*Exercise prompt:* Report every line below that has the string "records" in it.

Given data Block Start

#[tokio::test]
async fn test_metrics_and_progress_events() {
    let records = MockRecordStore::new();
    let jobs = MockJobStore::new();
    let metrics = Arc::new(InMemoryMetrics::new());
    let client = MockCatalogClient::new(catalog_xml(&ids(1..=4))).with_enrichment(&["0001"]);
    let service = service(&records, &jobs, client, HarvestConfig::default())
        .with_metrics(metrics.clone())
        .with_context(SpanContext);
    let reporter = RecordingReporter::default();

    service
        .harvest_source_with_progress(&source(), &reporter)
        .await
        .unwrap();

    let snapshot = metrics.snapshot();
    assert_eq!(snapshot.counter(names::ITEMS_DISCOVERED), 4);
    assert_eq!(snapshot.counter(names::ITEMS_DONE), 4);
    assert_eq!(snapshot.counter(names::RECORD_SAVES), 4);
    assert_eq!(snapshot.timing(names::ITEM_DURATION).unwrap().count, 4);

    assert_eq!(
        reporter.events(),
        vec!["enrichment_loaded", "catalog_downloaded", "job_created"]
    );
}

#[tokio::test]
async fn test_batch_harvest_isolates_source_failures() {
    // Arrange
    let good = MockCatalogClient::new(catalog_xml(&ids(1..=2)));
    let bad = MockCatalogClient::new(catalog_xml(&ids(1..=2))).with_failing_enrichment();
    let factory = MockCatalogClientFactory::default()
        .with_source("good", good)
        .with_source("bad", bad);

    let records = MockRecordStore::new();
    let jobs = MockJobStore::new();
    let service = HarvestService::new(records.clone(), jobs.clone(), factory);

    let sources = [
        SourceEntry::new("bad", "https://bad.example.org/catalog.xml"),
        SourceEntry::new("good", "https://good.example.org/catalog.xml"),
        SourceEntry::new("unknown", "https://unknown.example.org/catalog.xml"),
    ];
    let refs: Vec<&SourceEntry> = sources.iter().collect();
    let reporter = RecordingReporter::default();

    // Act
    let summary = service
        .batch_harvest_with_progress_cancellable(
            &refs,
            &reporter,
            tokio_util::sync::CancellationToken::new(),
        )
        .await;

    // Assert
    assert_eq!(summary.total_sources(), 3);
    assert_eq!(summary.successful_count(), 1);
    assert_eq!(summary.failed_count(), 2);
    assert_eq!(summary.total_items(), 2);
    assert!(summary.results[0].error.is_some());
    assert!(summary.results[1].job_id.is_some());
    assert_eq!(records.len(), 2);

    let events = reporter.events();
    assert_eq!(events.first(), Some(&"batch_started"));
    assert_eq!(events.last(), Some(&"batch_completed"));
    assert_eq!(events.iter().filter(|e| **e == "source_failed").count(), 2);
}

Given data Block End

*Reply:*
    let records = MockRecordStore::new();
    let service = service(&records, &jobs, client, HarvestConfig::default())
    let records = MockRecordStore::new();
    let service = HarvestService::new(records.clone(), jobs.clone(), factory);
    assert_eq!(records.len(), 2);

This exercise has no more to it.